Word for word, repeat each line of the listing below.
--- START ---
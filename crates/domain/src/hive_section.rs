//! Hive section: a subdivision of a [`Hive`](crate::hive::Hive).

use serde::{Deserialize, Serialize};

use crate::error::ValidationError;
use crate::id::{HiveId, HiveSectionId};
use crate::lifecycle::Lifecycle;
use crate::record::{Draft, Record, UpdateRequest, checks};

#[derive(Debug, Clone, PartialEq, Serialize, Deserialize)]
#[serde(rename_all = "camelCase")]
pub struct HiveSection {
    pub id: HiveSectionId,
    pub name: String,
    pub code: String,
    pub hive_id: HiveId,
    #[serde(flatten)]
    pub lifecycle: Lifecycle,
}

/// Fields a caller may set on a section. The owning hive is fixed at creation.
#[derive(Debug, Clone, PartialEq, Eq, Serialize, Deserialize)]
#[serde(rename_all = "camelCase")]
pub struct UpdateHiveSectionRequest {
    pub name: String,
    pub code: String,
}

impl UpdateHiveSectionRequest {
    #[must_use]
    pub fn new(name: impl Into<String>, code: impl Into<String>) -> Self {
        Self {
            name: name.into(),
            code: code.into(),
        }
    }
}

impl UpdateRequest for UpdateHiveSectionRequest {
    fn code(&self) -> &str {
        &self.code
    }

    fn validate(&self) -> Result<(), ValidationError> {
        checks::length("name", &self.name, 4, 60)?;
        checks::exact_length("code", &self.code, 5)
    }
}

#[derive(Debug, Clone, PartialEq, Eq, Serialize, Deserialize)]
#[serde(rename_all = "camelCase")]
pub struct HiveSectionListItem {
    pub id: HiveSectionId,
    pub name: String,
    pub code: String,
    pub hive_id: HiveId,
    pub is_deleted: bool,
}

impl Record for HiveSection {
    const KIND: &'static str = "HiveSection";

    const PARENT_KIND: &'static str = "Hive";

    type Id = HiveSectionId;
    type Parent = HiveId;
    type Request = UpdateHiveSectionRequest;
    type ListItem = HiveSectionListItem;
    type ChildCount = ();

    fn id(&self) -> HiveSectionId {
        self.id
    }

    fn code(&self) -> &str {
        &self.code
    }

    fn parent(&self) -> HiveId {
        self.hive_id
    }

    fn lifecycle(&self) -> &Lifecycle {
        &self.lifecycle
    }

    fn lifecycle_mut(&mut self) -> &mut Lifecycle {
        &mut self.lifecycle
    }

    fn from_draft(id: HiveSectionId, draft: Draft<Self>) -> Self {
        Self {
            id,
            name: draft.request.name,
            code: draft.request.code,
            hive_id: draft.parent,
            lifecycle: draft.lifecycle,
        }
    }

    fn apply(&mut self, request: UpdateHiveSectionRequest) {
        self.name = request.name;
        self.code = request.code;
    }

    fn into_list_item(self, (): ()) -> HiveSectionListItem {
        HiveSectionListItem {
            id: self.id,
            name: self.name,
            code: self.code,
            hive_id: self.hive_id,
            is_deleted: self.lifecycle.is_deleted,
        }
    }
}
--- END ---
Reply —
filename crates/domain/src/hive_section.rs
//! Hive section: a subdivision of a [`Hive`](crate::hive::Hive).

use serde::{Deserialize, Serialize};

use crate::error::ValidationError;
use crate::id::{HiveId, HiveSectionId};
use crate::lifecycle::Lifecycle;
use crate::record::{Draft, Record, UpdateRequest, checks};

#[derive(Debug, Clone, PartialEq, Serialize, Deserialize)]
#[serde(rename_all = "camelCase")]
pub struct HiveSection {
    pub id: HiveSectionId,
    pub name: String,
    pub code: String,
    pub hive_id: HiveId,
    #[serde(flatten)]
    pub lifecycle: Lifecycle,
}

/// Fields a caller may set on a section. The owning hive is fixed at creation.
#[derive(Debug, Clone, PartialEq, Eq, Serialize, Deserialize)]
#[serde(rename_all = "camelCase")]
pub struct UpdateHiveSectionRequest {
    pub name: String,
    pub code: String,
}

impl UpdateHiveSectionRequest {
    #[must_use]
    pub fn new(name: impl Into<String>, code: impl Into<String>) -> Self {
        Self {
            name: name.into(),
            code: code.into(),
        }
    }
}

impl UpdateRequest for UpdateHiveSectionRequest {
    fn code(&self) -> &str {
        &self.code
    }

    fn validate(&self) -> Result<(), ValidationError> {
        checks::length("name", &self.name, 4, 60)?;
        checks::exact_length("code", &self.code, 5)
    }
}

#[derive(Debug, Clone, PartialEq, Eq, Serialize, Deserialize)]
#[serde(rename_all = "camelCase")]
pub struct HiveSectionListItem {
    pub id: HiveSectionId,
    pub name: String,
    pub code: String,
    pub hive_id: HiveId,
    pub is_deleted: bool,
}

impl Record for HiveSection {
    const KIND: &'static str = "HiveSection";

    const PARENT_KIND: &'static str = "Hive";

    type Id = HiveSectionId;
    type Parent = HiveId;
    type Request = UpdateHiveSectionRequest;
    type ListItem = HiveSectionListItem;
    type ChildCount = ();

    fn id(&self) -> HiveSectionId {
        self.id
    }

    fn code(&self) -> &str {
        &self.code
    }

    fn parent(&self) -> HiveId {
        self.hive_id
    }

    fn lifecycle(&self) -> &Lifecycle {
        &self.lifecycle
    }

    fn lifecycle_mut(&mut self) -> &mut Lifecycle {
        &mut self.lifecycle
    }

    fn from_draft(id: HiveSectionId, draft: Draft<Self>) -> Self {
        Self {
            id,
            name: draft.request.name,
            code: draft.request.code,
            hive_id: draft.parent,
            lifecycle: draft.lifecycle,
        }
    }

    fn apply(&mut self, request: UpdateHiveSectionRequest) {
        self.name = request.name;
        self.code = request.code;
    }

    fn into_list_item(self, (): ()) -> HiveSectionListItem {
        HiveSectionListItem {
            id: self.id,
            name: self.name,
            code: self.code,
            hive_id: self.hive_id,
            is_deleted: self.lifecycle.is_deleted,
        }
    }
}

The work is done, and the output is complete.